Segment Open

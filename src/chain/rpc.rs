//! Tendermint RPC gateway
//!
//! Balances and account sequence numbers are read through ABCI queries;
//! transfers are signed locally and submitted with `broadcast_tx_commit`,
//! which only returns once the transaction is in a block.

use async_trait::async_trait;
use cosmrs::bank::MsgSend;
use cosmrs::proto::cosmos::auth::v1beta1::{BaseAccount, QueryAccountRequest, QueryAccountResponse};
use cosmrs::proto::cosmos::bank::v1beta1::{QueryBalanceRequest, QueryBalanceResponse};
use cosmrs::rpc::endpoint::broadcast::tx_commit;
use cosmrs::rpc::{Client, HttpClient};
use cosmrs::tendermint::chain::Id as ChainId;
use cosmrs::tx::{self, Fee, Msg, SignDoc, SignerInfo};
use cosmrs::{AccountId, Coin, Denom};
use prost::Message;
use tokio::sync::OnceCell;
use tracing::debug;

use super::{ChainGateway, FeeConfig};
use crate::config::ChainConfig;
use crate::error::{Error, Result};
use crate::wallet::transfer::TransferRequest;

const BALANCE_QUERY_PATH: &str = "/cosmos.bank.v1beta1.Query/Balance";
const ACCOUNT_QUERY_PATH: &str = "/cosmos.auth.v1beta1.Query/Account";
const BASE_ACCOUNT_TYPE_URL: &str = "/cosmos.auth.v1beta1.BaseAccount";

/// Chain gateway backed by a Tendermint RPC endpoint
pub struct RpcGateway {
    client: HttpClient,
    configured_chain_id: Option<String>,
    chain_id: OnceCell<ChainId>,
    memo: String,
}

impl RpcGateway {
    /// Create a gateway for the configured endpoint
    pub fn new(chain: &ChainConfig) -> Result<Self> {
        let client = HttpClient::new(chain.rpc_endpoint.as_str())
            .map_err(|e| Error::Config(format!("Invalid RPC endpoint {}: {}", chain.rpc_endpoint, e)))?;

        let configured_chain_id = if chain.chain_id.trim().is_empty() {
            None
        } else {
            Some(chain.chain_id.trim().to_string())
        };

        Ok(Self {
            client,
            configured_chain_id,
            chain_id: OnceCell::new(),
            memo: chain.memo.clone(),
        })
    }

    /// Chain id used for signing, fetched from the node once if not configured
    pub async fn chain_id(&self) -> Result<ChainId> {
        self.chain_id
            .get_or_try_init(|| async {
                match &self.configured_chain_id {
                    Some(id) => id
                        .parse::<ChainId>()
                        .map_err(|e| Error::Config(format!("Invalid chain_id {}: {}", id, e))),
                    None => {
                        let status = self.client.status().await?;
                        debug!("Fetched chain id from node: {}", status.node_info.network);
                        Ok::<ChainId, Error>(status.node_info.network)
                    }
                }
            })
            .await
            .cloned()
    }

    /// Run an ABCI query and decode the protobuf response
    async fn abci_query<Req, Resp>(&self, path: &str, request: Req) -> Result<Resp>
    where
        Req: Message,
        Resp: Message + Default,
    {
        let response = self
            .client
            .abci_query(Some(path.to_string()), request.encode_to_vec(), None, false)
            .await?;

        if response.code.is_err() {
            return Err(Error::Network(format!(
                "Query {} failed (code {}): {}",
                path,
                response.code.value(),
                response.log
            )));
        }

        Ok(Resp::decode(response.value.as_slice())?)
    }

    /// Account number and next sequence for a signer
    async fn account_info(&self, address: &str) -> Result<(u64, u64)> {
        let response: QueryAccountResponse = self
            .abci_query(
                ACCOUNT_QUERY_PATH,
                QueryAccountRequest {
                    address: address.to_string(),
                },
            )
            .await?;

        let any = response
            .account
            .ok_or_else(|| Error::Network(format!("Account {} not found on chain", address)))?;

        if any.type_url != BASE_ACCOUNT_TYPE_URL {
            return Err(Error::Signing(format!(
                "Unsupported account type {} for {}",
                any.type_url, address
            )));
        }

        let account = BaseAccount::decode(any.value.as_slice())?;
        Ok((account.account_number, account.sequence))
    }

    fn coin(amount: u128, denom: &str) -> Result<Coin> {
        let denom: Denom = denom
            .parse()
            .map_err(|e| Error::Config(format!("Invalid denom {}: {}", denom, e)))?;
        Ok(Coin { denom, amount })
    }
}

#[async_trait]
impl ChainGateway for RpcGateway {
    async fn query_balance(&self, address: &str, denom: &str) -> Result<u128> {
        let response: QueryBalanceResponse = self
            .abci_query(
                BALANCE_QUERY_PATH,
                QueryBalanceRequest {
                    address: address.to_string(),
                    denom: denom.to_string(),
                },
            )
            .await?;

        match response.balance {
            Some(coin) => coin
                .amount
                .parse::<u128>()
                .map_err(|e| Error::Network(format!("Malformed balance {}: {}", coin.amount, e))),
            None => Ok(0),
        }
    }

    async fn broadcast_transfer(&self, request: &TransferRequest<'_>, fee: &FeeConfig) -> Result<String> {
        let to_address: AccountId = request
            .to()
            .parse()
            .map_err(|e| Error::InvalidAddress(format!("{}: {}", request.to(), e)))?;

        let from = request.from();
        let msg = MsgSend {
            from_address: from.account_id().clone(),
            to_address,
            amount: vec![Self::coin(request.amount(), request.denom())?],
        }
        .to_any()
        .map_err(|e| Error::Signing(e.to_string()))?;

        let (account_number, sequence) = self.account_info(&from.address()).await?;
        let chain_id = self.chain_id().await?;

        let body = tx::Body::new(vec![msg], self.memo.clone(), 0u32);
        let auth_info = SignerInfo::single_direct(Some(from.signing_key().public_key()), sequence)
            .auth_info(Fee::from_amount_and_gas(
                Self::coin(fee.amount, &fee.denom)?,
                fee.gas_limit,
            ));

        let sign_doc = SignDoc::new(&body, &auth_info, &chain_id, account_number)
            .map_err(|e| Error::Signing(e.to_string()))?;
        let tx_bytes = sign_doc
            .sign(from.signing_key())
            .and_then(|raw| raw.to_bytes())
            .map_err(|e| Error::Signing(e.to_string()))?;

        debug!(
            "Broadcasting {} bytes (account {}, sequence {})",
            tx_bytes.len(),
            account_number,
            sequence
        );

        let response = self.client.broadcast_tx_commit(tx_bytes).await?;
        check_commit(&response)
    }
}

/// Transaction hash of a committed transfer, or the first non-zero code.
///
/// Accepted into the mempool is not enough: both CheckTx and block execution
/// must succeed.
fn check_commit(response: &tx_commit::Response) -> Result<String> {
    if response.check_tx.code.is_err() {
        return Err(Error::TransferRejected {
            code: response.check_tx.code.value(),
            log: response.check_tx.log.clone(),
        });
    }
    if response.tx_result.code.is_err() {
        return Err(Error::TransferRejected {
            code: response.tx_result.code.value(),
            log: response.tx_result.log.clone(),
        });
    }

    Ok(response.hash.to_string())
}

Segment Closed

Task description:
Answer with one number only: how many lines of the entries above include the word "await"?

Output of the task:
8